The immune system has developed two mechanisms; The natural (innate) immune system, composed of various white blood cells and natural killer cells that non-specifically ingest microbes, tumor cells and virus-infected cells. Second is the acquired (specific) immune system, which is characterized by learning, adaptability and memory. It's major components are two subsets of lymphocytes: T-cells that are primarily thymus-derived and B-cells that are bone marrow-derived. The goal of treatment is to enhance (via temporary supplementation) this second mechanism, teaching the infected host's immune system to specifically, and perpetually, target HCV infected cells via an antibody communication process driven by cytokines.
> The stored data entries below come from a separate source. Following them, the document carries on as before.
//! Provider credentials supplied by the hosting application.

use secrecy::{ExposeSecret, SecretString};

use crate::error::{config_error, ConfigErrorKind, Error};

/// Public/secret API key pair and optional scope list for one provider.
///
/// Validated once on construction and read-only afterwards.
#[derive(Debug, Clone)]
pub struct ProviderParams {
    public_api_key: String,
    secret_api_key: SecretString,
    scopes: Option<Vec<String>>,
}

impl ProviderParams {
    /// Create provider params, rejecting empty keys.
    ///
    /// # Arguments
    ///
    /// * `public_api_key` - Client ID / consumer key issued by the provider
    /// * `secret_api_key` - Client secret / consumer secret issued by the provider
    pub fn new(public_api_key: String, secret_api_key: SecretString) -> Result<Self, Error> {
        if public_api_key.trim().is_empty() {
            return Err(config_error(
                ConfigErrorKind::InvalidProviderParams,
                "A public API key is required",
            ));
        }
        if secret_api_key.expose_secret().trim().is_empty() {
            return Err(config_error(
                ConfigErrorKind::InvalidProviderParams,
                "A secret API key is required",
            ));
        }

        Ok(Self {
            public_api_key,
            secret_api_key,
            scopes: None,
        })
    }

    /// Replace the provider's default scopes with an explicit list.
    ///
    /// Blank entries are dropped; an empty result leaves the defaults in place.
    pub fn with_scopes(mut self, scopes: Vec<String>) -> Self {
        let scopes: Vec<String> = scopes
            .into_iter()
            .map(|s| s.trim().to_string())
            .filter(|s| !s.is_empty())
            .collect();
        self.scopes = if scopes.is_empty() { None } else { Some(scopes) };
        self
    }

    pub fn public_api_key(&self) -> &str {
        &self.public_api_key
    }

    pub fn secret_api_key(&self) -> &SecretString {
        &self.secret_api_key
    }

    pub fn scopes(&self) -> Option<&[String]> {
        self.scopes.as_deref()
    }

    /// Scopes to request: the caller's list when set, otherwise the provider defaults.
    pub fn effective_scopes(&self, defaults: &[&str]) -> Vec<String> {
        match &self.scopes {
            Some(scopes) => scopes.clone(),
            None => defaults.iter().map(|s| s.to_string()).collect(),
        }
    }
}
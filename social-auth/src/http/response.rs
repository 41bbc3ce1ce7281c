//! Response helpers shared by the provider flows.

use std::collections::HashMap;

use tracing::warn;

use crate::error::{http_error, Error, HttpErrorKind};

/// Longest response excerpt carried in an error message.
const MAX_ERROR_BODY: usize = 512;

/// Read the body of a successful response, or fail with the status and an excerpt of the body.
///
/// # Arguments
///
/// * `response` - Response from the provider
/// * `operation` - Short description used in logs and errors, e.g. "Google token exchange"
pub async fn read_success_body(response: reqwest::Response, operation: &str) -> Result<String, Error> {
    let status = response.status();
    let body = response.text().await?;

    if status.is_success() {
        return Ok(body);
    }

    let excerpt: String = body.chars().take(MAX_ERROR_BODY).collect();
    warn!("{} failed with status {}: {}", operation, status, excerpt);
    Err(http_error(
        HttpErrorKind::Status(status.as_u16()),
        &format!("{} returned {}: {}", operation, status, excerpt),
    ))
}

/// Decode an `application/x-www-form-urlencoded` body.
pub fn parse_form(body: &str) -> HashMap<String, String> {
    url::form_urlencoded::parse(body.trim().as_bytes())
        .into_owned()
        .collect()
}

#[cfg(test)]
mod tests {
    use super::*;

    #[test]
    fn test_parse_form() {
        let form = parse_form("oauth_token=abc&oauth_token_secret=d%2Fe&oauth_callback_confirmed=true\n");
        assert_eq!(form.get("oauth_token").map(String::as_str), Some("abc"));
        assert_eq!(form.get("oauth_token_secret").map(String::as_str), Some("d/e"));
        assert_eq!(form.get("oauth_callback_confirmed").map(String::as_str), Some("true"));
    }

    #[test]
    fn test_parse_form_empty() {
        assert!(parse_form("").is_empty());
    }
}
use crate::config::{Config, RustEnv};
use log::{LevelFilter, SetLoggerError};
use simplelog::{ColorChoice, ConfigBuilder, TermLogger, TerminalMode};

/// Targets silenced below Trace: the HTTP stack underneath every provider call.
const FILTERED_MODULES: &[&str] = &[
    "reqwest",
    "reqwest_retry",
    "hyper",
    "hyper_util",
    "h2",
    "rustls",
    "want",
    "mio",
];

pub struct Logger {}

impl Logger {
    /// Installs the global terminal logger.
    ///
    /// Records go to stderr so that stdout carries only the command's output
    /// (redirect URL, state, user profile).
    pub fn init_logger(config: &Config) -> Result<(), SetLoggerError> {
        TermLogger::init(
            config.log_level_filter,
            Self::build_log_config(config.log_level_filter),
            TerminalMode::Stderr,
            Self::color_choice(&config.runtime_env),
        )
    }

    fn build_log_config(level: LevelFilter) -> simplelog::Config {
        let mut builder = ConfigBuilder::new();
        builder.set_time_format_rfc3339();

        if level != LevelFilter::Trace {
            for module in FILTERED_MODULES {
                builder.add_filter_ignore_str(module);
            }
        }

        builder.build()
    }

    // Production output is usually collected, not read on a terminal.
    fn color_choice(runtime_env: &RustEnv) -> ColorChoice {
        match runtime_env {
            RustEnv::Production => ColorChoice::Never,
            RustEnv::Development | RustEnv::Staging => ColorChoice::Auto,
        }
    }
}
Ribavirin enhances the ability of human immune system cells to make cytokines which help enhance this T-cell response, while other, different cytokines enhance the production of antibodies that help protect against a repeat infection.1 Ribavirin may also act to lower genetic nucleoside guanosine triphosphate (GTP) pools, which inhibits RNA capping and gene chain elongation. Because GTP is necessary for genetic transcription, lack of it inhibits the ability of the virus to properly replicate. Together, this combination disrupts, and challenges on two different fronts, the replication scheme of HCV.2 It is reported HCV virion have short lives of only a day or so. Therefore, rather than direct viral destruction, viral elimination as a result of combination therapy probably occurs by attrition. The virion simply die a natural death from old age, unable to find a suitable cell to replicate in. The enhanced immune system continues to target any infected cells via the "learned" antibody communication process, which keeps the viral load below detectable levels, and eliminates or reduces infectivity.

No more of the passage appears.